Perante os níveis de projeção da evolução do turismo é possível que Portugal se confronte, novamente, com um aeroporto esgotado?
É um risco que corremos. Há pouco falávamos no Porto e no Algarve e pode resultar também numa oportunidade para estas infraestruturas aeroportuárias de serem uma alternativa relativamente a Lisboa. Em Lisboa é um tema que temos de tratar. Já era um tema em 2019, a recuperação está a fazer-se muito rapidamente, e, muito em breve, seremos confrontados com esta realidade.
As filas no Serviço de Estrangeiros e Fronteiras (SEF), no aeroporto de Lisboa, têm sido apontadas como um mau cartão-de-visita para os turistas que chegam ao país.

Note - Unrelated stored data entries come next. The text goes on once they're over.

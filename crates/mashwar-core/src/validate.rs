// SPDX-FileCopyrightText: 2026 Mashwar Contributors
// SPDX-License-Identifier: MIT OR Apache-2.0

//! Booking form validation.
//!
//! Pure function from a raw submission to either a normalized
//! [`BookingRequest`] or the complete list of per-field violations. Every
//! field is checked independently; validation never short-circuits on the
//! first failure and performs no I/O.

use std::sync::LazyLock;

use regex::Regex;
use thiserror::Error;

use crate::types::{BookingRequest, RawBooking, TripType};

static NAME_PATTERN: LazyLock<Regex> =
    LazyLock::new(|| Regex::new(r"^[a-zA-Z\s]+$").unwrap());

/// E.164-like: optional leading `+`, first digit non-zero, applied after
/// stripping internal whitespace.
static PHONE_PATTERN: LazyLock<Regex> =
    LazyLock::new(|| Regex::new(r"^\+?[1-9]\d{1,14}$").unwrap());

/// Passenger-count buckets offered by the booking form.
const PASSENGER_BUCKETS: [&str; 6] = ["1", "2", "3", "4", "5", "6+"];

/// A single field-level validation failure.
#[derive(Debug, Clone, PartialEq, Eq)]
pub struct Violation {
    /// Wire field name (camelCase, as submitted).
    pub field: &'static str,
    pub message: String,
}

impl Violation {
    fn new(field: &'static str, message: impl Into<String>) -> Self {
        Self {
            field,
            message: message.into(),
        }
    }

    fn missing(field: &'static str) -> Self {
        Self {
            field,
            message: format!("{field} is required"),
        }
    }
}

/// The complete set of violations for one rejected submission.
#[derive(Debug, Clone, Error)]
#[error("booking validation failed with {} violation(s)", .violations.len())]
pub struct ValidationErrors {
    pub violations: Vec<Violation>,
}

impl ValidationErrors {
    /// Message of the first violation, in field order.
    pub fn first_message(&self) -> Option<&str> {
        self.violations.first().map(|v| v.message.as_str())
    }

    pub fn messages(&self) -> Vec<&str> {
        self.violations.iter().map(|v| v.message.as_str()).collect()
    }
}

/// Validates and normalizes a raw submission.
///
/// Normalization: surrounding whitespace is trimmed from every text field,
/// internal whitespace is stripped from the contact number, and empty
/// optional fields collapse to `None`. A submission is accepted in full or
/// rejected in full.
pub fn validate(raw: &RawBooking) -> Result<BookingRequest, ValidationErrors> {
    let mut violations = Vec::new();

    let name = required(&raw.name, "name", &mut violations);
    let start_point = required(&raw.start_point, "startPoint", &mut violations);
    let end_point = required(&raw.end_point, "endPoint", &mut violations);
    let trip_token = required(&raw.trip_type, "tripType", &mut violations);
    let passengers = required(&raw.passengers, "passengers", &mut violations);
    let pickup_date = required(&raw.pickup_date, "pickupDate", &mut violations);
    let pickup_time = required(&raw.pickup_time, "pickupTime", &mut violations);

    if let Some(name) = &name {
        let len = name.chars().count();
        if len < 2 {
            violations.push(Violation::new("name", "Name must be at least 2 characters"));
        } else if len > 50 {
            violations.push(Violation::new("name", "Name must be less than 50 characters"));
        } else if !NAME_PATTERN.is_match(name) {
            violations.push(Violation::new(
                "name",
                "Name can only contain letters and spaces",
            ));
        }
    }

    let trip_type = trip_token.as_deref().and_then(|token| {
        let parsed = TripType::parse(token);
        if parsed.is_none() {
            violations.push(Violation::new("tripType", "Please select a trip type"));
        }
        parsed
    });

    if let Some(passengers) = &passengers
        && !PASSENGER_BUCKETS.contains(&passengers.as_str())
    {
        violations.push(Violation::new(
            "passengers",
            "Please select number of passengers",
        ));
    }

    let contact_number = optional(&raw.contact_number).and_then(|value| {
        let stripped: String = value.chars().filter(|c| !c.is_whitespace()).collect();
        if PHONE_PATTERN.is_match(&stripped) {
            Some(stripped)
        } else {
            violations.push(Violation::new(
                "contactNumber",
                "Please enter a valid phone number (e.g., +1234567890)",
            ));
            None
        }
    });

    let special_requests = optional(&raw.special_requests);
    if let Some(special_requests) = &special_requests
        && special_requests.chars().count() > 500
    {
        violations.push(Violation::new(
            "specialRequests",
            "Special requests must be less than 500 characters",
        ));
    }

    match (
        name,
        start_point,
        end_point,
        trip_type,
        passengers,
        pickup_date,
        pickup_time,
    ) {
        (
            Some(name),
            Some(start_point),
            Some(end_point),
            Some(trip_type),
            Some(passengers),
            Some(pickup_date),
            Some(pickup_time),
        ) if violations.is_empty() => Ok(BookingRequest {
            name,
            start_point,
            end_point,
            trip_type,
            passengers,
            pickup_date,
            pickup_time,
            contact_number,
            special_requests,
        }),
        _ => Err(ValidationErrors { violations }),
    }
}

/// Trimmed value of a required field; records a violation when the field is
/// absent or blank.
fn required(
    value: &Option<String>,
    field: &'static str,
    violations: &mut Vec<Violation>,
) -> Option<String> {
    match optional(value) {
        Some(v) => Some(v),
        None => {
            violations.push(Violation::missing(field));
            None
        }
    }
}

/// Trimmed value of an optional field; absent and blank collapse to `None`.
fn optional(value: &Option<String>) -> Option<String> {
    value
        .as_deref()
        .map(str::trim)
        .filter(|v| !v.is_empty())
        .map(str::to_owned)
}
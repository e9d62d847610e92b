// SPDX-FileCopyrightText: 2026 Mashwar Contributors
// SPDX-License-Identifier: MIT OR Apache-2.0

//! Configuration system for the Mashwar booking relay.
//!
//! Provides TOML configuration parsing with strict validation (`deny_unknown_fields`),
//! XDG file hierarchy lookup, environment variable overrides, and Elm-style diagnostic
//! error rendering with typo suggestions.
//!
//! # Usage
//!
//! ```no_run
//! use mashwar_config::load_and_validate;
//!
//! let config = load_and_validate().expect("config errors");
//! println!("Listening on {}:{}", config.server.host, config.server.port);
//! ```

pub mod diagnostic;
pub mod loader;
pub mod model;
pub mod validation;

pub use diagnostic::{render_errors, ConfigError};
pub use loader::{config_search_paths, load_config, load_config_from_path, load_config_from_str};
pub use model::{
    CompanyConfig, EmailConfig, MashwarConfig, ServerConfig, SheetsConfig, WhatsAppConfig,
};

/// Load configuration from the XDG hierarchy and validate it.
///
/// This is the high-level entry point that:
/// 1. Loads config from TOML files + env vars via Figment
/// 2. On success: runs post-deserialization validation
/// 3. On Figment error: converts to rich miette diagnostics with typo suggestions
///
/// Returns either a valid `MashwarConfig` or a list of diagnostic errors.
pub fn load_and_validate() -> Result<MashwarConfig, Vec<ConfigError>> {
    match loader::load_config() {
        Ok(config) => {
            validation::validate_config(&config)?;
            Ok(config)
        }
        Err(err) => {
            // Read TOML source files for error source span information
            let toml_sources = collect_toml_sources();
            Err(diagnostic::figment_to_config_errors(err, &toml_sources))
        }
    }
}

/// Load configuration from a specific TOML string and validate it.
///
/// Useful for testing and explicit configuration.
pub fn load_and_validate_str(toml_content: &str) -> Result<MashwarConfig, Vec<ConfigError>> {
    match loader::load_config_from_str(toml_content) {
        Ok(config) => {
            validation::validate_config(&config)?;
            Ok(config)
        }
        Err(err) => {
            let sources = vec![("<inline>".to_string(), toml_content.to_string())];
            Err(diagnostic::figment_to_config_errors(err, &sources))
        }
    }
}

/// Collect TOML source file contents for error span resolution.
fn collect_toml_sources() -> Vec<(String, String)> {
    let mut sources = Vec::new();

    // Local config
    if let Ok(content) = std::fs::read_to_string("mashwar.toml") {
        let path = std::env::current_dir()
            .map(|d| d.join("mashwar.toml").display().to_string())
            .unwrap_or_else(|_| "mashwar.toml".to_string());
        sources.push((path, content));
    }

    // XDG user config
    if let Some(config_dir) = dirs::config_dir() {
        let path = config_dir.join("mashwar/mashwar.toml");
        if let Ok(content) = std::fs::read_to_string(&path) {
            sources.push((path.display().to_string(), content));
        }
    }

    // System config
    let system_path = std::path::Path::new("/etc/mashwar/mashwar.toml");
    if let Ok(content) = std::fs::read_to_string(system_path) {
        sources.push((system_path.display().to_string(), content));
    }

    sources
}
// SPDX-FileCopyrightText: 2026 Mashwar Contributors
// SPDX-License-Identifier: MIT OR Apache-2.0

//! Booking id and confirmation text generation.

use chrono::Utc;

use mashwar_config::CompanyConfig;
use mashwar_core::BookingRequest;

/// Generates a display identifier: configured prefix plus the current Unix
/// time in milliseconds.
pub fn booking_id(prefix: &str) -> String {
    format!("{prefix}{}", Utc::now().timestamp_millis())
}

/// Renders the customer-facing confirmation message.
///
/// Optional lines are omitted entirely when the field is absent; no blank
/// line is left in their place.
pub fn confirmation_text(booking: &BookingRequest, company: &CompanyConfig) -> String {
    let mut lines = vec![
        "🚗 *Booking Confirmation*".to_string(),
        String::new(),
        format!(
            "Thank you {}! Your limousine booking request has been received.",
            booking.name
        ),
        String::new(),
        "📋 *Booking Details:*".to_string(),
        format!("• Pick-up: {}", booking.start_point),
        format!("• Drop-off: {}", booking.end_point),
        format!("• Trip Type: {}", booking.trip_type.label()),
        format!("• Passengers: {}", booking.passengers),
        format!("• Date: {}", booking.pickup_date),
        format!("• Time: {}", booking.pickup_time),
    ];

    if let Some(requests) = &booking.special_requests {
        lines.push(format!("• Special Requests: {requests}"));
    }

    lines.push(String::new());
    lines.push(format!(
        "📞 We will contact you shortly at: {}",
        company.contact_display
    ));
    lines.push(String::new());
    lines.push(format!("{} - {}", company.name, company.tagline));

    lines.join("\n")
}
// SPDX-FileCopyrightText: 2026 Mashwar Contributors
// SPDX-License-Identifier: MIT OR Apache-2.0

//! Mock notify channel for deterministic testing.
//!
//! `MockChannel` implements `NotifyChannel` with scripted outcomes and
//! captured deliveries for assertion in tests.

use std::collections::VecDeque;
use std::sync::Arc;

use async_trait::async_trait;
use tokio::sync::Mutex;

use mashwar_core::{
    BookingRequest, ChannelKind, ChannelOutcome, MashwarError, NotifyChannel,
};

/// A mock notify channel for testing.
///
/// Provides two queues:
/// - **scripted**: Outcomes queued via `push_result()` are returned by `notify()`,
///   one per call; an empty queue yields `Delivered`
/// - **deliveries**: Every `notify()` call is captured and retrievable via
///   `deliveries()`
pub struct MockChannel {
    kind: ChannelKind,
    scripted: Arc<Mutex<VecDeque<Result<ChannelOutcome, MashwarError>>>>,
    deliveries: Arc<Mutex<Vec<(BookingRequest, String)>>>,
}

impl MockChannel {
    /// Create a new mock channel that reports as `kind`.
    pub fn new(kind: ChannelKind) -> Self {
        Self {
            kind,
            scripted: Arc::new(Mutex::new(VecDeque::new())),
            deliveries: Arc::new(Mutex::new(Vec::new())),
        }
    }

    /// Queue the result for a subsequent `notify()` call.
    pub async fn push_result(&self, result: Result<ChannelOutcome, MashwarError>) {
        self.scripted.lock().await.push_back(result);
    }

    /// Get all (booking, message) pairs passed to `notify()`.
    pub async fn deliveries(&self) -> Vec<(BookingRequest, String)> {
        self.deliveries.lock().await.clone()
    }

    /// Get the count of `notify()` calls.
    pub async fn delivery_count(&self) -> usize {
        self.deliveries.lock().await.len()
    }
}

#[async_trait]
impl NotifyChannel for MockChannel {
    fn kind(&self) -> ChannelKind {
        self.kind
    }

    async fn notify(
        &self,
        booking: &BookingRequest,
        message: &str,
    ) -> Result<ChannelOutcome, MashwarError> {
        self.deliveries
            .lock()
            .await
            .push((booking.clone(), message.to_string()));

        match self.scripted.lock().await.pop_front() {
            Some(result) => result,
            None => Ok(ChannelOutcome::Delivered),
        }
    }
}

#[cfg(test)]
mod tests {
    use super::*;
    use crate::fixtures::sample_booking;

    #[tokio::test]
    async fn notify_captures_deliveries() {
        let channel = MockChannel::new(ChannelKind::Email);
        let booking = sample_booking();

        let outcome = channel.notify(&booking, "hello").await.unwrap();
        assert_eq!(outcome, ChannelOutcome::Delivered);

        let deliveries = channel.deliveries().await;
        assert_eq!(deliveries.len(), 1);
        assert_eq!(deliveries[0].0.name, booking.name);
        assert_eq!(deliveries[0].1, "hello");
    }

    #[tokio::test]
    async fn scripted_results_returned_in_order() {
        let channel = MockChannel::new(ChannelKind::Sheets);
        channel
            .push_result(Err(MashwarError::Channel {
                message: "down".into(),
                source: None,
            }))
            .await;
        channel
            .push_result(Ok(ChannelOutcome::Skipped {
                reason: "off".into(),
            }))
            .await;

        let booking = sample_booking();
        assert!(channel.notify(&booking, "m").await.is_err());
        assert!(matches!(
            channel.notify(&booking, "m").await.unwrap(),
            ChannelOutcome::Skipped { .. }
        ));
        // Script exhausted, defaults to Delivered.
        assert_eq!(
            channel.notify(&booking, "m").await.unwrap(),
            ChannelOutcome::Delivered
        );
        assert_eq!(channel.delivery_count().await, 3);
    }
}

Estamos a falar de tráfego não Schengen, vindo dos Estados Unidos, África, por exemplo, e que se confronta, no início da manhã, com filas de espera intermináveis, que chegam a ter três horas. O que o setor da hotelaria reclama é que as as 16 boxes que existem no aeroporto de Lisboa estejam em capacidade máxima nesses períodos, entre as 06h e as 10h e novamente à noite. Quem visita Portugal vem cheio de expectativas. Não podemos defraudá-las num momento como este. O aeroporto de Lisboa não pode ser um mau cartão-de-visita para quem num primeiro momento tem uma enorme expectativa com Portugal.